Department of Biostatistics, Johns Hopkins Bloomberg School of Public Health, Baltimore, MD, USA.
Department of Oncology The Sidney Kimmel Comprehensive Cancer Center, Johns Hopkins University School of Medicine, Baltimore, MD, USA.
BMC Cancer. 2020 Sep 7;20(1):856. doi: 10.1186/s12885-020-07304-3.
Germline copy number variants (CNVs) increase risk for many diseases, yet detection of CNVs and quantifying their contribution to disease risk in large-scale studies is challenging due to biological and technical sources of heterogeneity that vary across the genome within and between samples.

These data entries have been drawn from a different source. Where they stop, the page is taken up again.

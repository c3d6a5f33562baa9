// Copyright 2025 the Understory Authors
// SPDX-License-Identifier: Apache-2.0 OR MIT

//! Panel resizing while a virtual keyboard covers part of the viewport.

use crate::scale::WINDOW_TOP_OFFSET;

/// Change in the layout/visual viewport gap treated as the keyboard
/// appearing or disappearing.
pub const KEYBOARD_TOGGLE_DELTA: f64 = 60.0;

/// Fraction of the layout viewport above which a panel counts as tall.
const TALL_PANEL_FRACTION: f64 = 0.8;

/// Viewport and panel measurements at the time of a visual viewport resize.
#[derive(Clone, Copy, Debug, PartialEq)]
pub struct ViewportMetrics {
    /// Layout viewport height.
    pub layout_height: f64,
    /// Visual viewport height.
    pub visual_height: f64,
    /// Current panel height.
    pub panel_height: f64,
    /// Distance from the viewport top to the panel top.
    pub panel_top: f64,
}

/// Drawer state the reflow depends on.
#[derive(Clone, Copy, Debug, Default, PartialEq)]
pub struct ReflowOptions {
    /// Shrink the panel instead of lifting it.
    pub fixed: bool,
    /// Offset of the active snap point, when it is past the first one.
    pub active_offset: Option<f64>,
    /// The drawer has snap points.
    pub has_snap_points: bool,
    /// Mobile Firefox reports its own viewport; skip the height reset.
    pub mobile_firefox: bool,
}

/// Panel geometry to apply after a reflow.
#[derive(Clone, Copy, Debug, PartialEq)]
pub struct PanelResize {
    /// New panel height, or `None` to leave it alone.
    pub height: Option<f64>,
    /// New `bottom` offset.
    pub bottom: f64,
}

/// Tracks whether the keyboard is open across visual viewport resizes.
#[derive(Clone, Copy, Debug, Default, PartialEq)]
pub struct KeyboardReflow {
    is_open: bool,
    previous_diff: f64,
    initial_panel_height: Option<f64>,
}

impl KeyboardReflow {
    /// Creates a tracker that assumes the keyboard is closed.
    #[must_use]
    pub fn new() -> Self {
        Self::default()
    }

    /// `true` while the keyboard is believed to be open.
    #[must_use]
    pub fn is_open(&self) -> bool {
        self.is_open
    }

    /// Forgets the open keyboard, e.g. after the user taps outside.
    pub fn close(&mut self) {
        self.is_open = false;
    }

    /// Computes the panel geometry for a visual viewport resize.
    pub fn on_resize(&mut self, metrics: &ViewportMetrics, options: &ReflowOptions) -> PanelResize {
        let ViewportMetrics {
            layout_height,
            visual_height,
            panel_height,
            panel_top,
        } = *metrics;

        let mut diff = layout_height - visual_height;
        let is_tall = panel_height > layout_height * TALL_PANEL_FRACTION;
        let initial_height = *self.initial_panel_height.get_or_insert(panel_height);

        if (self.previous_diff - diff).abs() > KEYBOARD_TOGGLE_DELTA {
            self.is_open = !self.is_open;
        }
        if let Some(offset) = options.active_offset {
            diff += offset;
        }
        self.previous_diff = diff;

        let height = if panel_height > visual_height || self.is_open {
            let mut fitted = panel_height;
            if panel_height > visual_height {
                fitted = visual_height - if is_tall { panel_top } else { WINDOW_TOP_OFFSET };
            }
            Some(if options.fixed {
                panel_height - diff.max(0.0)
            } else {
                fitted.max(visual_height - panel_top)
            })
        } else if !options.mobile_firefox {
            Some(initial_height)
        } else {
            None
        };

        let bottom = if options.has_snap_points && !self.is_open {
            0.0
        } else {
            diff.max(0.0)
        };
        PanelResize { height, bottom }
    }
}
// Copyright 2025 the Understory Authors
// SPDX-License-Identifier: Apache-2.0 OR MIT

//! Recording fake page shared by the drawer integration tests.

#![allow(
    missing_docs,
    dead_code,
    reason = "Integration-test helper module; not every test file uses every helper."
)]

use kurbo::{Point, Rect, Size, Vec2};
use understory_drawer::{
    Background, Drawer, DrawerHost, PointerInput, PointerType, ReleaseOutcome, StyleSnapshot,
    StyleTarget, StyleUpdate, Transform,
};
use understory_scroll_lock::{BodyPosition, PageHost, Platform};

pub(crate) const DESKTOP_UA: &str = "Mozilla/5.0 (X11; Linux x86_64; rv:128.0) Gecko/20100101 Firefox/128.0";
pub(crate) const IOS_UA: &str = "Mozilla/5.0 (iPhone; CPU iPhone OS 17_0 like Mac OS X) AppleWebKit/605.1.15 (KHTML, like Gecko) Version/17.0 Mobile/15E148 Safari/604.1";

/// A page that records every style write and reports the last panel
/// transform back the way a browser's computed style would.
pub(crate) struct FakePage {
    pub(crate) platform: Platform,
    pub(crate) body: BodyPosition,
    pub(crate) scroll: Vec2,
    pub(crate) viewport: Size,
    pub(crate) panel: Rect,
    pub(crate) panel_transform: Transform,
    pub(crate) overlay_opacity: Option<f64>,
    pub(crate) wrapper_transform: Option<Transform>,
    pub(crate) visual_height: Option<f64>,
    pub(crate) focused_input: bool,
    pub(crate) text_selection: bool,
    pub(crate) wrapper: bool,
    pub(crate) dragging_marker: bool,
    pub(crate) captured: Vec<u64>,
    pub(crate) body_background: Option<String>,
    pub(crate) applied: Vec<(StyleTarget, StyleUpdate)>,
    pub(crate) restored: Vec<StyleTarget>,
}

impl FakePage {
    /// Desktop Firefox: no viewport lock, 390×800 viewport, panel covering
    /// the lower half.
    pub(crate) fn desktop() -> Self {
        Self::with_platform(Platform::new(DESKTOP_UA, "Linux x86_64"))
    }

    /// iPhone Safari, scrolled down by `scroll_y`.
    pub(crate) fn ios(scroll_y: f64) -> Self {
        let mut page = Self::with_platform(Platform::new(IOS_UA, "iPhone"));
        page.scroll = Vec2::new(0.0, scroll_y);
        page
    }

    fn with_platform(platform: Platform) -> Self {
        Self {
            platform,
            body: BodyPosition::default(),
            scroll: Vec2::ZERO,
            viewport: Size::new(390.0, 800.0),
            panel: Rect::new(0.0, 400.0, 390.0, 800.0),
            panel_transform: Transform::Identity,
            overlay_opacity: None,
            wrapper_transform: None,
            visual_height: None,
            focused_input: false,
            text_selection: false,
            wrapper: false,
            dragging_marker: false,
            captured: Vec::new(),
            body_background: None,
            applied: Vec::new(),
            restored: Vec::new(),
        }
    }

    /// Translate of the panel along the vertical axis.
    pub(crate) fn panel_offset(&self) -> f64 {
        match self.panel_transform {
            Transform::Identity => 0.0,
            Transform::Translate { offset, .. } => offset,
            Transform::ScaleTranslate { scale, offset, .. } => scale * offset,
            Transform::ScaleInset { scale, inset, .. } => scale * inset,
        }
    }

    /// Updates written to `target`, oldest first.
    pub(crate) fn updates_for(&self, target: StyleTarget) -> impl Iterator<Item = &StyleUpdate> {
        self.applied
            .iter()
            .filter(move |(t, _)| *t == target)
            .map(|(_, u)| u)
    }

    /// The last update written to `target`.
    pub(crate) fn last_update(&self, target: StyleTarget) -> Option<&StyleUpdate> {
        self.updates_for(target).last()
    }
}

impl PageHost for FakePage {
    fn platform(&self) -> &Platform {
        &self.platform
    }
    fn body_position(&self) -> BodyPosition {
        self.body.clone()
    }
    fn set_body_position(&mut self, position: &BodyPosition) {
        self.body = position.clone();
    }
    fn scroll_offset(&self) -> Vec2 {
        self.scroll
    }
    fn scroll_to(&mut self, offset: Vec2) {
        self.scroll = offset;
    }
    fn inner_height(&self) -> f64 {
        self.viewport.height
    }
    fn scrollbar_width(&self) -> f64 {
        0.0
    }
    fn location(&self) -> &str {
        "https://example.test/"
    }
}

impl DrawerHost for FakePage {
    fn panel_rect(&self) -> Option<Rect> {
        Some(self.panel)
    }
    fn panel_transform(&self) -> Option<String> {
        Some(self.panel_transform.to_matrix())
    }
    fn viewport_size(&self) -> Size {
        self.viewport
    }
    fn visual_viewport_height(&self) -> Option<f64> {
        self.visual_height
    }
    fn has_text_selection(&self) -> bool {
        self.text_selection
    }
    fn focused_text_input(&self) -> bool {
        self.focused_input
    }
    fn has_wrapper(&self) -> bool {
        self.wrapper
    }
    fn body_background(&self) -> Option<String> {
        self.body_background.clone()
    }
    fn style_snapshot(&self, target: StyleTarget) -> StyleSnapshot {
        StyleSnapshot(format!("{target:?}"))
    }
    fn restore_style(&mut self, target: StyleTarget, _snapshot: &StyleSnapshot) {
        self.restored.push(target);
        if target == StyleTarget::Wrapper {
            self.wrapper_transform = None;
        }
    }
    fn apply_style(&mut self, target: StyleTarget, update: &StyleUpdate) {
        match target {
            StyleTarget::Panel => {
                if let Some(transform) = update.transform {
                    self.panel_transform = transform;
                }
            }
            StyleTarget::Overlay => {
                if let Some(opacity) = update.opacity {
                    self.overlay_opacity = Some(opacity);
                }
            }
            StyleTarget::Wrapper => {
                if let Some(transform) = update.transform {
                    self.wrapper_transform = Some(transform);
                }
            }
            StyleTarget::Body => {
                if let Some(background) = &update.background {
                    self.body_background = match background {
                        Background::Set(color) => Some(color.clone()),
                        Background::Remove => None,
                    };
                }
            }
        }
        self.applied.push((target, update.clone()));
    }
    fn set_dragging_marker(&mut self, dragging: bool) {
        self.dragging_marker = dragging;
    }
    fn capture_pointer(&mut self, pointer_id: u64) {
        self.captured.push(pointer_id);
    }
}

/// A mouse event at `(100, y)`.
pub(crate) fn at(y: f64, time_ms: u64) -> PointerInput {
    PointerInput::new(Point::new(100.0, y), time_ms)
}

/// A touch event at `(100, y)`.
pub(crate) fn touch_at(y: f64, time_ms: u64) -> PointerInput {
    at(y, time_ms).with_type(PointerType::Touch)
}

/// Presses at `from_y`, moves to `to_y` and releases there, taking
/// `duration_ms` between press and release.
pub(crate) fn swipe(
    drawer: &mut Drawer,
    page: &mut FakePage,
    from_y: f64,
    to_y: f64,
    start_ms: u64,
    duration_ms: u64,
) -> ReleaseOutcome {
    drawer.content_pointer_down(&at(from_y, start_ms), page);
    drawer.content_pointer_move(&at(to_y, start_ms + duration_ms), page);
    drawer.content_pointer_up(&at(to_y, start_ms + duration_ms), page)
}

We developed an approach called CNPBayes to identify latent batch effects in genome-wide association studies involving copy number, to provide probabilistic estimates of integer copy number across the estimated batches, and to fully integrate the copy number uncertainty in the association model for disease.
Applying a hidden Markov model (HMM) to identify CNVs in a large multi-site Pancreatic Cancer Case Control study (PanC4) of 7598 participants, we found CNV inference was highly sensitive to technical noise that varied appreciably among participants. Applying CNPBayes to this dataset, we found that the major sources of technical variation were linked to sample processing by the centralized laboratory and not the individual study sites. Modeling the latent batch effects at each CNV region hierarchically, we developed probabilistic estimates of copy number that were directly incorporated in a Bayesian regression model for pancreatic cancer risk. Candidate associations aided by this approach include deletions of 8q24 near regulatory elements of the tumor oncogene MYC and of Tumor Suppressor Candidate 3 (TUSC3).
Laboratory effects may not account for the major sources of technical variation in genome-wide association studies. This study provides a robust Bayesian inferential framework for identifying latent batch effects, estimating copy number, and evaluating the role of copy number in heritable diseases.
种系拷贝数变异 (CNVs) 会增加许多疾病的风险,但由于基因组内和样本间存在生物学和技术异质性,因此在大规模研究中检测 CNVs 并量化其对疾病风险的贡献具有挑战性。
我们开发了一种称为 CNPBayes 的方法,用于识别涉及拷贝数的全基因组关联研究中的潜在批次效应,提供估计批次中整数拷贝数的概率估计,并在关联模型中充分整合拷贝数不确定性以研究疾病。
在一个涉及 7598 名参与者的大型多站点胰腺癌病例对照研究(PanC4)中,我们应用隐马尔可夫模型 (HMM) 识别 CNV,发现 CNV 推断对技术噪声高度敏感,而技术噪声在参与者之间存在明显差异。我们将 CNPBayes 应用于该数据集,发现主要的技术变异源与集中实验室的样本处理有关,而与个别研究地点无关。对每个 CNV 区域的潜在批次效应进行分层建模,我们开发了拷贝数的概率估计值,这些值直接纳入了用于胰腺癌风险的贝叶斯回归模型。通过这种方法辅助的候选关联包括肿瘤致癌基因 MYC 和肿瘤抑制候选 3 (TUSC3) 附近的 8q24 缺失。
实验室效应可能无法解释全基因组关联研究中主要的技术变异源。本研究为识别潜在批次效应、估计拷贝数以及评估拷贝数在遗传性疾病中的作用提供了稳健的贝叶斯推断框架。